I was told about the benefits of this position about 20+ years ago by my martial arts instructor. She knew body mechanics, and was a shooter, but she didn't change me. She had multiple trips to Gunsite with Pat Rogers and Chirs Dwiggins teaching, and I bet she didn't do that there....I had just graduated an academy and was shooting Weaver by mandate and was coming back around to modified Iso. At the time FoF training was still not really new, but not really available, if only due to budgetary priorities. I worked with SWAT and Canine for years and even their basic schools with scenario training did not use Sims, or FoF, or do any real stress inoculation.

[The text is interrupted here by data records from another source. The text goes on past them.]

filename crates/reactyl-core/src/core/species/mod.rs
//! # Species Data Module
//!
//! Reference data about the molecules taking part in a demonstration.
//!
//! - [`thermo`] - Thermochemistry tables (formation enthalpies, molar masses) read from CSV,
//!   and reaction enthalpies computed from them
//! - [`resolver`] - The [`resolver::MoleculeResolver`] capability and the static demo fallback table
//!
//! Neither is consulted by the reaction decision itself; hosts use them to label
//! structures and to pick realistic masses for collision attempts.

pub mod resolver;
pub mod thermo;
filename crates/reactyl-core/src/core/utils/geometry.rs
use nalgebra::{Point3, Unit, UnitQuaternion, Vector3};

const DEGENERATE_LENGTH: f64 = 1e-12;
const PARALLEL_EPSILON: f64 = 1e-12;

/// Canonical forward axis of a structure in its local frame.
#[inline]
pub fn local_forward() -> Vector3<f64> {
    Vector3::new(0.0, 0.0, -1.0)
}

#[inline]
pub fn default_up() -> Vector3<f64> {
    Vector3::y()
}

pub fn rotation_from_axis_angle(axis: &Vector3<f64>, angle_degrees: f64) -> UnitQuaternion<f64> {
    UnitQuaternion::from_axis_angle(&Unit::new_normalize(*axis), angle_degrees.to_radians())
}

#[inline]
pub fn is_finite(v: &Vector3<f64>) -> bool {
    v.iter().all(|c| c.is_finite())
}

/// Unit vector pointing from `from` to `to`, or `None` when the points coincide
/// or either one has a non-finite coordinate.
pub fn direction_between(from: &Point3<f64>, to: &Point3<f64>) -> Option<Vector3<f64>> {
    let delta = to - from;
    if !is_finite(&delta) {
        return None;
    }
    delta.try_normalize(DEGENERATE_LENGTH)
}

pub fn is_parallel(dir: &Vector3<f64>, up: &Vector3<f64>) -> bool {
    dir.cross(up).norm_squared() <= PARALLEL_EPSILON * up.norm_squared()
}

/// Returns `up` unless it cannot disambiguate roll for `dir`, in which case a
/// fixed world axis that is not parallel to `dir` is substituted.
pub fn resolve_up_vector(dir: &Vector3<f64>, up: &Vector3<f64>) -> Vector3<f64> {
    if !is_parallel(dir, up) {
        return *up;
    }
    if !is_parallel(dir, &Vector3::z()) {
        Vector3::z()
    } else {
        Vector3::x()
    }
}

/// Rotation that turns [`local_forward`] onto the unit vector `dir`, with roll
/// fixed by `up`.
pub fn look_at_rotation(dir: &Vector3<f64>, up: &Vector3<f64>) -> UnitQuaternion<f64> {
    let up = resolve_up_vector(dir, up);
    // face_towards maps local +Z onto its argument.
    UnitQuaternion::face_towards(&(-dir), &up)
}

#[inline]
pub fn forward_axis(orientation: &UnitQuaternion<f64>) -> Vector3<f64> {
    orientation * local_forward()
}

/// Angle in degrees at `center` between the bonds to `attacker` and `leaving`.
pub fn attack_angle_degrees(
    center: &Point3<f64>,
    attacker: &Point3<f64>,
    leaving: &Point3<f64>,
) -> Option<f64> {
    let to_attacker = direction_between(center, attacker)?;
    let to_leaving = direction_between(center, leaving)?;
    Some(to_attacker.angle(&to_leaving).to_degrees())
}

/// Angle in degrees between the bond to `attacker` and a direction given in
/// world space.
pub fn angle_to_axis_degrees(
    center: &Point3<f64>,
    attacker: &Point3<f64>,
    axis: &Vector3<f64>,
) -> Option<f64> {
    let to_attacker = direction_between(center, attacker)?;
    let axis = axis.try_normalize(DEGENERATE_LENGTH)?;
    Some(to_attacker.angle(&axis).to_degrees())
}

Fast forward to a couple of years ago, where FoF has become much more accessible and commonplace. I teach or take FoF/Sim classes at least once a year, and normally multiple classes. I took a Tac Med class with a retired SGM from SGM McPhee's former organization, and during a debrief, he told me that I turtled. He also told me that it wasn't a big deal, because when rounds start coming at you a natural instinct is "to get small, quick". He determined by watching me that my head was still mobile enough to scan and assess (most scenarios for the course had a couple of bad guys and several innocents), and address multiple targets (meaning my upper body mobility was good), and my hard break was in deed a hard break, so I had a view of my environment and was making decisions rather than locking in on one thing out of stress as I cycled through the potential threats in the evo. So I started paying attention, and when doing Sim runs, the higher the pucker factor of the scenario, the more I turtle, but I stay mobile, stay aware, and get my hits.

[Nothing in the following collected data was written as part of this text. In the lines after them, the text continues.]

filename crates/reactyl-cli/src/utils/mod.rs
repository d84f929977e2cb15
pub mod parser;
pub mod progress;
use thiserror::Error;

const QUARTER_TURN_DEGREES: f64 = 90.0;

#[derive(Debug, Error, PartialEq, Clone, Copy)]
pub enum EnergyError {
    #[error("Mass must be non-negative, got {0}")]
    NegativeMass(f64),
    #[error("Combined mass of the colliding pair is zero")]
    ZeroTotalMass,
    #[error("Relative velocity is a magnitude and must be non-negative, got {0}")]
    NegativeVelocity(f64),
    #[error("Non-finite value for {quantity}: {value}")]
    NonFinite { quantity: &'static str, value: f64 },
}

#[inline]
fn ensure_finite(quantity: &'static str, value: f64) -> Result<f64, EnergyError> {
    if value.is_finite() {
        Ok(value)
    } else {
        Err(EnergyError::NonFinite { quantity, value })
    }
}

/// Steric factor in `[0, 1]` for an approach that deviates from the ideal
/// angle: `max(0, cos(actual - ideal))`.
///
/// Angles are used as given (no wrapping). NaN inputs yield NaN.
#[inline]
pub fn orientation_factor(actual_angle_degrees: f64, ideal_angle_degrees: f64) -> f64 {
    let deviation_degrees = actual_angle_degrees - ideal_angle_degrees;
    // cos(pi/2) is not exactly zero in f64; the comparison is false for NaN.
    if deviation_degrees.abs() >= QUARTER_TURN_DEGREES {
        return 0.0;
    }
    deviation_degrees.to_radians().cos()
}

/// Same as [`orientation_factor`] but rejects non-finite angles instead of
/// returning NaN.
pub fn checked_orientation_factor(
    actual_angle_degrees: f64,
    ideal_angle_degrees: f64,
) -> Result<f64, EnergyError> {
    let actual = ensure_finite("actual approach angle", actual_angle_degrees)?;
    let ideal = ensure_finite("ideal approach angle", ideal_angle_degrees)?;
    Ok(orientation_factor(actual, ideal))
}

/// Reduced mass `m_a * m_b / (m_a + m_b)` of a two-body pair.
pub fn reduced_mass(mass_a: f64, mass_b: f64) -> Result<f64, EnergyError> {
    let mass_a = ensure_finite("mass", mass_a)?;
    let mass_b = ensure_finite("mass", mass_b)?;
    if mass_a < 0.0 {
        return Err(EnergyError::NegativeMass(mass_a));
    }
    if mass_b < 0.0 {
        return Err(EnergyError::NegativeMass(mass_b));
    }
    let total = mass_a + mass_b;
    if total == 0.0 {
        return Err(EnergyError::ZeroTotalMass);
    }
    Ok(mass_a * mass_b / total)
}

/// Kinetic energy of relative motion, `0.5 * mu * v^2`.
pub fn collision_energy(
    mass_a: f64,
    mass_b: f64,
    relative_velocity: f64,
) -> Result<f64, EnergyError> {
    let mu = reduced_mass(mass_a, mass_b)?;
    let velocity = ensure_finite("relative velocity", relative_velocity)?;
    if velocity < 0.0 {
        return Err(EnergyError::NegativeVelocity(velocity));
    }
    Ok(0.5 * mu * velocity * velocity)
}
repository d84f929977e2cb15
use std::cmp::Ordering;

/// Upper bound of the visual velocity slider.
pub const MAX_VISUAL_VELOCITY: f64 = 500.0;

/// Room left above the activation energy on the energy axis.
pub const ENERGY_HEADROOM: f64 = 10.0;

#[derive(Debug, Clone, Copy, PartialEq)]
pub struct EnergyRange {
    pub min: f64,
    pub max: f64,
}

impl EnergyRange {
    #[inline]
    pub fn span(&self) -> f64 {
        self.max - self.min
    }

    /// A range is degenerate when it has no finite positive span to map onto.
    #[inline]
    pub fn is_degenerate(&self) -> bool {
        !self.min.is_finite()
            || !self.max.is_finite()
            || self.max.partial_cmp(&self.min) != Some(Ordering::Greater)
    }
}

pub fn energy_range(activation_energy: f64) -> EnergyRange {
    EnergyRange {
        min: 0.0,
        max: activation_energy + ENERGY_HEADROOM,
    }
}

/// Maps a visual velocity onto the energy axis. Out-of-range velocities are
/// clamped to `[0, MAX_VISUAL_VELOCITY]` first. A NaN velocity passes through
/// `clamp` unchanged and yields NaN.
pub fn energy_from_velocity(velocity: f64, activation_energy: f64) -> f64 {
    let range = energy_range(activation_energy);
    if range.is_degenerate() {
        return range.min;
    }
    let clamped = velocity.clamp(0.0, MAX_VISUAL_VELOCITY);
    range.min + (clamped / MAX_VISUAL_VELOCITY) * range.span()
}

/// Inverse of [`energy_from_velocity`]. Out-of-range energies are clamped to
/// [`energy_range`] first; a NaN energy is not clamped and yields NaN.
pub fn velocity_from_energy(energy: f64, activation_energy: f64) -> f64 {
    let range = energy_range(activation_energy);
    if range.is_degenerate() {
        return 0.0;
    }
    let clamped = energy.clamp(range.min, range.max);
    (clamped - range.min) / range.span() * MAX_VISUAL_VELOCITY
}

#[cfg(test)]
mod tests {
    use super::*;

    const TOLERANCE: f64 = 1e-9;

    fn f64_approx_equal(a: f64, b: f64) -> bool {
        (a - b).abs() < TOLERANCE
    }

    #[test]
    fn energy_range_adds_headroom_above_activation_energy() {
        assert_eq!(energy_range(20.0), EnergyRange { min: 0.0, max: 30.0 });
    }

    #[test]
    fn energy_from_velocity_maps_endpoints_to_range_bounds() {
        assert_eq!(energy_from_velocity(0.0, 20.0), 0.0);
        assert!(f64_approx_equal(energy_from_velocity(500.0, 20.0), 30.0));
    }

    #[test]
    fn energy_from_velocity_is_linear() {
        assert!(f64_approx_equal(energy_from_velocity(250.0, 20.0), 15.0));
        assert!(f64_approx_equal(energy_from_velocity(100.0, 5.0), 3.0));
    }

    #[test]
    fn velocity_above_maximum_is_clamped() {
        for activation_energy in [5.0, 20.0, 100.0] {
            assert_eq!(
                energy_from_velocity(600.0, activation_energy),
                energy_from_velocity(500.0, activation_energy)
            );
        }
    }

    #[test]
    fn negative_velocity_is_clamped_to_zero() {
        assert_eq!(energy_from_velocity(-50.0, 20.0), 0.0);
    }

    #[test]
    fn energy_outside_range_is_clamped() {
        assert_eq!(velocity_from_energy(-3.0, 20.0), 0.0);
        assert!(f64_approx_equal(velocity_from_energy(45.0, 20.0), MAX_VISUAL_VELOCITY));
    }

    #[test]
    fn round_trip_recovers_velocity() {
        for activation_energy in [5.0, 20.0, 100.0] {
            for velocity in [0.0, 100.0, 250.0, 500.0] {
                let energy = energy_from_velocity(velocity, activation_energy);
                let recovered = velocity_from_energy(energy, activation_energy);
                assert!(
                    f64_approx_equal(recovered, velocity),
                    "Ea={} v={} recovered {}",
                    activation_energy,
                    velocity,
                    recovered
                );
            }
        }
    }

    #[test]
    fn degenerate_range_maps_to_lower_bounds() {
        assert_eq!(energy_from_velocity(250.0, -10.0), 0.0);
        assert_eq!(velocity_from_energy(5.0, -10.0), 0.0);
        assert_eq!(energy_from_velocity(250.0, -25.0), 0.0);
        assert_eq!(velocity_from_energy(5.0, -25.0), 0.0);
    }

    #[test]
    fn infinite_activation_energy_is_treated_as_degenerate() {
        assert!(energy_range(f64::INFINITY).is_degenerate());
        assert_eq!(energy_from_velocity(0.0, f64::INFINITY), 0.0);
        assert_eq!(energy_from_velocity(250.0, f64::INFINITY), 0.0);
        assert_eq!(velocity_from_energy(5.0, f64::INFINITY), 0.0);
        assert_eq!(energy_from_velocity(250.0, f64::NEG_INFINITY), 0.0);
    }

    #[test]
    fn nan_inputs_pass_through_clamping() {
        assert!(energy_from_velocity(f64::NAN, 20.0).is_nan());
        assert!(velocity_from_energy(f64::NAN, 20.0).is_nan());
    }

    #[test]
    fn nan_activation_energy_is_treated_as_degenerate() {
        assert_eq!(energy_from_velocity(250.0, f64::NAN), 0.0);
        assert_eq!(velocity_from_energy(5.0, f64::NAN), 0.0);
    }
}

I do not train people to turtle. I don't like that I turtle, and when on a square range I do everything I can not to. But it is part of my body's stress response, and I am not sure that fighting it is the right thing to do. Maybe HCM's post attributing Jerry M on keeping your face flat is the key. Doing some dry draws here in the office have my gun coming up to eye level, but my shoulders are hunched (turtled) as my body develops a slight forward cant to get my weight forward on my feet and my shoulders slightly in front of my hips. (doing decreasing par time drills). My chin is not in, and I would describe it more as a goose neck than a turtle neck. I am thinking my targeting pod is flat...Maybe I will try to induce more stress on a square range and see where a timer puts me. It could well be that this response is slowing me down enough that competing in guns sports may take a bunch of deprogramming, or it may be slowing me down enough to accurately assess my shoots from no shoots before taking a decision to press the trigger, or it could be both.
I am pretty sure that I am far from Ideal, but things seem to be working for me now.